This project was multi faceted. There were six main components: installing a dry laid Goshen Stone patio and walkway, installing perennial gardens, planting a heirloom fruit tree orchard, facing old concrete stairs with Goshen Stone, planting a native wildflower meadow and relocating and surfacing a 700 foot gravel driveway. The meadow was the dominate component to the landscape. Both the owner and Hilltown Tree & Garden agree that a traditional lawn was not appropriate for this area. The soil had been stripped off, compacted and graveled over. They had to aerate the soil and add over 100 yards of compost and topsoil. In the fall, six months before planting, they planted a cover crop of annual rye to hold the bare soil in place, add fertility with organic matter, to out-compete any winter annuals that may germinate and to act as a mulch for springtime seeding. In the spring, the soil was seeded and the photos you see were taken approximately 90 days after seeding. This seed mix was custom-blended to give four season interest, attract wildlife, and be self-sustaining. This meadow will morph over the first few years and then reach homeostasis.
Before: The parking area was right up in the front yard. It was bisecting the largest usable space on the property. It was suggested to the clients to move the parking area further from the house and use the space for an heirloom fruit tree orchard and a native tall grass and wildflower meadow.

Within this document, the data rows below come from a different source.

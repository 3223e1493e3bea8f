//! Verbs accepted by the supervisor and the channel it reports through.
//!
//! Every lifecycle verb prints a single outcome line on stdout (the service
//! state an operator or script acts on) and optional notes on stderr (log
//! locations, remediation hints).

use std::fmt;
use std::io::{self, Write};

use warden_config::Config;

use super::LifecycleError;

/// Service lifecycle verbs.
#[derive(Debug, Clone, Copy, PartialEq, Eq)]
pub enum LifecycleCommand {
    Start,
    Stop,
    Status,
}

impl LifecycleCommand {
    /// Subcommand spelling, as typed after `warden`.
    pub const fn verb(self) -> &'static str {
        match self {
            Self::Start => "start",
            Self::Stop => "stop",
            Self::Status => "status",
        }
    }
}

impl fmt::Display for LifecycleCommand {
    fn fmt(&self, formatter: &mut fmt::Formatter<'_>) -> fmt::Result {
        formatter.write_str(self.verb())
    }
}

/// Resolved configuration for one supervised service.
#[derive(Debug, Clone, Copy)]
pub struct LifecycleContext<'a> {
    pub config: &'a Config,
}

impl LifecycleContext<'_> {
    /// Name used to refer to the service in every report.
    pub fn service_name(&self) -> &str {
        self.config.service_name()
    }
}

/// Where lifecycle reports go: outcomes on `stdout`, notes on `stderr`.
pub struct LifecycleOutput<W: Write, E: Write> {
    pub stdout: W,
    pub stderr: E,
}

impl<W: Write, E: Write> LifecycleOutput<W, E> {
    pub fn new(stdout: W, stderr: E) -> Self {
        Self { stdout, stderr }
    }

    /// Reports the state the service ended up in.
    pub fn outcome(&mut self, args: fmt::Arguments<'_>) -> Result<(), LifecycleError> {
        emit(&mut self.stdout, args).map_err(LifecycleError::Io)
    }

    /// Adds operator guidance that scripts reading stdout can ignore.
    pub fn note(&mut self, args: fmt::Arguments<'_>) -> Result<(), LifecycleError> {
        emit(&mut self.stderr, args).map_err(LifecycleError::Io)
    }
}

// Flushed per line so reports interleave correctly with the service's own
// output when both share a terminal.
fn emit<T: Write>(target: &mut T, args: fmt::Arguments<'_>) -> io::Result<()> {
    writeln!(target, "{args}")?;
    target.flush()
}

After (90 Days Later): While the heirloom apple, peach and pear trees are barley visible in this photo it is impossible to miss the riot of colors from the wildflower meadow. This photo was taken 90 days after the meadow was installed. First to bloom are the black-eyed-susans and gaillardia while the longer term perennial and the tall grasses will come in later in the meadows life cycle.
Before: A different view of the house, barn and parking area.

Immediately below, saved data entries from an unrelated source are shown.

//! Command-line surface of the `warden` binary.

use clap::{Args, Parser, Subcommand};

use crate::lifecycle::LifecycleCommand;
use crate::logs::LogQuery;

/// Default number of trailing log lines inspected by `warden log`.
pub(crate) const DEFAULT_LOG_TAIL: usize = 50;

#[derive(Parser, Debug)]
#[command(
    name = "warden",
    version,
    about = "Supervise a single background service",
    long_about = "Supervise a single background service.\n\n\
        Configuration flags such as --pid-file or --config-path must precede \
        the subcommand; they may also be set through WARDEN_* environment \
        variables or a configuration file."
)]
pub(crate) struct Cli {
    #[command(subcommand)]
    pub(crate) command: CliCommand,
}

#[derive(Subcommand, Debug, Clone, PartialEq, Eq)]
pub(crate) enum CliCommand {
    /// Run collaborators and start the service in the background.
    Start,
    /// Stop the running service.
    Stop,
    /// Report whether the service is running.
    Status,
    /// Show recent service output.
    Log(LogArgs),
}

#[derive(Args, Debug, Clone, PartialEq, Eq)]
pub(crate) struct LogArgs {
    /// Case-insensitive regular expression records must match.
    #[arg(value_name = "PATTERN")]
    pub(crate) pattern: Option<String>,
    /// Number of trailing lines to inspect; 0 inspects the whole file.
    #[arg(long, default_value_t = DEFAULT_LOG_TAIL)]
    pub(crate) tail: usize,
    /// Only keep records carrying this severity token, e.g. error or warn.
    #[arg(long)]
    pub(crate) level: Option<String>,
}

impl From<LogArgs> for LogQuery {
    fn from(args: LogArgs) -> Self {
        Self {
            tail: args.tail,
            level: args.level,
            pattern: args.pattern,
        }
    }
}

/// What the runtime should do for a parsed command.
#[derive(Debug, Clone, PartialEq, Eq)]
pub(crate) enum Dispatch {
    Lifecycle(LifecycleCommand),
    Log(LogQuery),
}

impl From<CliCommand> for Dispatch {
    fn from(command: CliCommand) -> Self {
        match command {
            CliCommand::Start => Self::Lifecycle(LifecycleCommand::Start),
            CliCommand::Stop => Self::Lifecycle(LifecycleCommand::Stop),
            CliCommand::Status => Self::Lifecycle(LifecycleCommand::Status),
            CliCommand::Log(args) => Self::Log(args.into()),
        }
    }
}
//! Persistence of the service handle record.
//!
//! The record is a single decimal pid followed by a newline. Anything that
//! cannot be read back as a usable pid is treated as absent and deleted, so
//! corrupted state never surfaces as a command failure.

use std::fs;
use std::io;
use std::path::PathBuf;

use thiserror::Error;
use tracing::{debug, warn};

use super::LIFECYCLE_TARGET;
use super::files::atomic_write;
use super::probe::LivenessProbe;

/// Identifies a previously spawned service process.
#[derive(Debug, Clone, Copy, PartialEq, Eq)]
pub struct ServiceHandle {
    pid: u32,
}

impl ServiceHandle {
    /// Wraps `pid`, rejecting values no process can carry.
    pub fn new(pid: u32) -> Option<Self> {
        (pid != 0 && i32::try_from(pid).is_ok()).then_some(Self { pid })
    }

    pub const fn pid(self) -> u32 {
        self.pid
    }

    /// Parses a stored record, tolerating surrounding whitespace.
    pub fn parse_record(record: &str) -> Option<Self> {
        record.trim().parse::<u32>().ok().and_then(Self::new)
    }

    fn to_record(self) -> String {
        format!("{}\n", self.pid)
    }
}

/// Errors raised while persisting the handle record.
#[derive(Debug, Error)]
pub enum StoreError {
    #[error("failed to write handle record {path:?}: {source}")]
    Write {
        path: PathBuf,
        #[source]
        source: io::Error,
    },
    #[error("failed to remove handle record {path:?}: {source}")]
    Remove {
        path: PathBuf,
        #[source]
        source: io::Error,
    },
}

/// Durable storage for at most one [`ServiceHandle`].
pub trait HandleStore {
    /// Reads the record; malformed or unreadable records yield `None`.
    fn load(&self) -> Result<Option<ServiceHandle>, StoreError>;

    /// Atomically replaces the record.
    fn save(&self, handle: ServiceHandle) -> Result<(), StoreError>;

    /// Removes the record; removing an absent record succeeds.
    fn clear(&self) -> Result<(), StoreError>;

    /// Loads the record and drops it when its process is no longer alive.
    ///
    /// Every lifecycle command passes through here before acting on the
    /// record, which keeps dead handles from lingering after a crash.
    fn load_validated(
        &self,
        probe: &dyn LivenessProbe,
    ) -> Result<Option<ServiceHandle>, StoreError> {
        let Some(handle) = self.load()? else {
            return Ok(None);
        };
        if probe.is_alive(handle.pid()) {
            return Ok(Some(handle));
        }
        debug!(
            target: LIFECYCLE_TARGET,
            pid = handle.pid(),
            "recorded service is not alive; clearing stale handle"
        );
        self.clear()?;
        Ok(None)
    }
}

/// Handle store backed by a pid file.
#[derive(Debug, Clone)]
pub struct FileHandleStore {
    path: PathBuf,
}

impl FileHandleStore {
    pub fn new(path: impl Into<PathBuf>) -> Self {
        Self { path: path.into() }
    }

    #[cfg(test)]
    pub(crate) fn path(&self) -> &std::path::Path {
        &self.path
    }

    fn discard(&self, reason: &str) {
        warn!(
            target: LIFECYCLE_TARGET,
            file = %self.path.display(),
            reason,
            "discarding unusable handle record"
        );
        if let Err(error) = self.clear() {
            warn!(
                target: LIFECYCLE_TARGET,
                error = %error,
                "failed to remove unusable handle record"
            );
        }
    }
}

impl HandleStore for FileHandleStore {
    fn load(&self) -> Result<Option<ServiceHandle>, StoreError> {
        let bytes = match fs::read(&self.path) {
            Ok(bytes) => bytes,
            Err(error) if error.kind() == io::ErrorKind::NotFound => return Ok(None),
            Err(error) => {
                self.discard(&error.to_string());
                return Ok(None);
            }
        };
        let handle = std::str::from_utf8(&bytes)
            .ok()
            .and_then(ServiceHandle::parse_record);
        if handle.is_none() {
            self.discard("record does not hold a valid pid");
        }
        Ok(handle)
    }

    fn save(&self, handle: ServiceHandle) -> Result<(), StoreError> {
        atomic_write(&self.path, handle.to_record().as_bytes()).map_err(|source| {
            StoreError::Write {
                path: self.path.clone(),
                source,
            }
        })?;
        debug!(
            target: LIFECYCLE_TARGET,
            pid = handle.pid(),
            file = %self.path.display(),
            "handle record written"
        );
        Ok(())
    }

    fn clear(&self) -> Result<(), StoreError> {
        match fs::remove_file(&self.path) {
            Ok(()) => Ok(()),
            Err(error) if error.kind() == io::ErrorKind::NotFound => Ok(()),
            Err(source) => Err(StoreError::Remove {
                path: self.path.clone(),
                source,
            }),
        }
    }
}

#[cfg(test)]
pub(crate) use memory::MemoryHandleStore;
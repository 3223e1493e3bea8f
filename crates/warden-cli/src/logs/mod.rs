//! Queries over the captured service output.
//!
//! [`query`] evaluates tail, level, and pattern filters over the log file;
//! [`render`] prints the outcome for operators.

mod query;
mod render;

pub(crate) const LOGS_TARGET: &str = concat!(env!("CARGO_PKG_NAME"), "::logs");

pub use query::{LogQuery, LogQueryEngine, LogQueryError};
pub(crate) use render::render_outcome;
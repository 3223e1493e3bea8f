//! Lifecycle management for the supervised service.
//!
//! This module is split into focused submodules so each concern remains small and
//! testable:
//! - [`types`] defines the user-facing command models and IO helpers.
//! - [`error`] captures the error surface exposed to the CLI.
//! - [`probe`] answers whether a recorded pid is still alive.
//! - [`store`] persists the service handle record.
//! - [`process`] spawns, signals, and waits on the service process.
//! - [`collaborators`] runs the toolchain check, asset compiler, and build.
//! - [`supervisor`] implements the start/stop/status state machine.
//! - [`controller`] wires the production pieces together and renders results.

mod collaborators;
mod controller;
mod error;
mod files;
mod interrupt;
mod lock;
mod probe;
mod process;
mod store;
mod supervisor;
mod types;

pub(crate) const LIFECYCLE_TARGET: &str = concat!(env!("CARGO_PKG_NAME"), "::lifecycle");

pub use controller::SystemLifecycle;
pub use error::LifecycleError;
pub use types::{LifecycleCommand, LifecycleContext, LifecycleOutput};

After (90 Days Later): The wildflower meadow is in context with the clients personalities and the onsite structures.
Before: The entrance way to the cape style house was with concrete steps and a concrete pad walkway. It was neither inviting nor functional.
After (90 Days Later): The dry laid Goshen Stone patio/walkway is inviting and functional. The 225 square foot patio will allow the clients to barbecue and entertain when friend and family come over. The area is maintenance free and will provide pleasure for generations to come.
Before: The weedy patch to the right of the walkway was turned into a perennial garden.
After (90 Days Later): While little is in bloom, one can see the low maintenance drought tolerant perennials like: catmint, coneflower & false indigo.
The old concrete stairs were faced with cut Goshen Stone on a layer of mortar.
The client installed a new rustic fence that is quite fitting with the patio. Off in the distance, past the stepping stone walkway, the new parking area can be seen.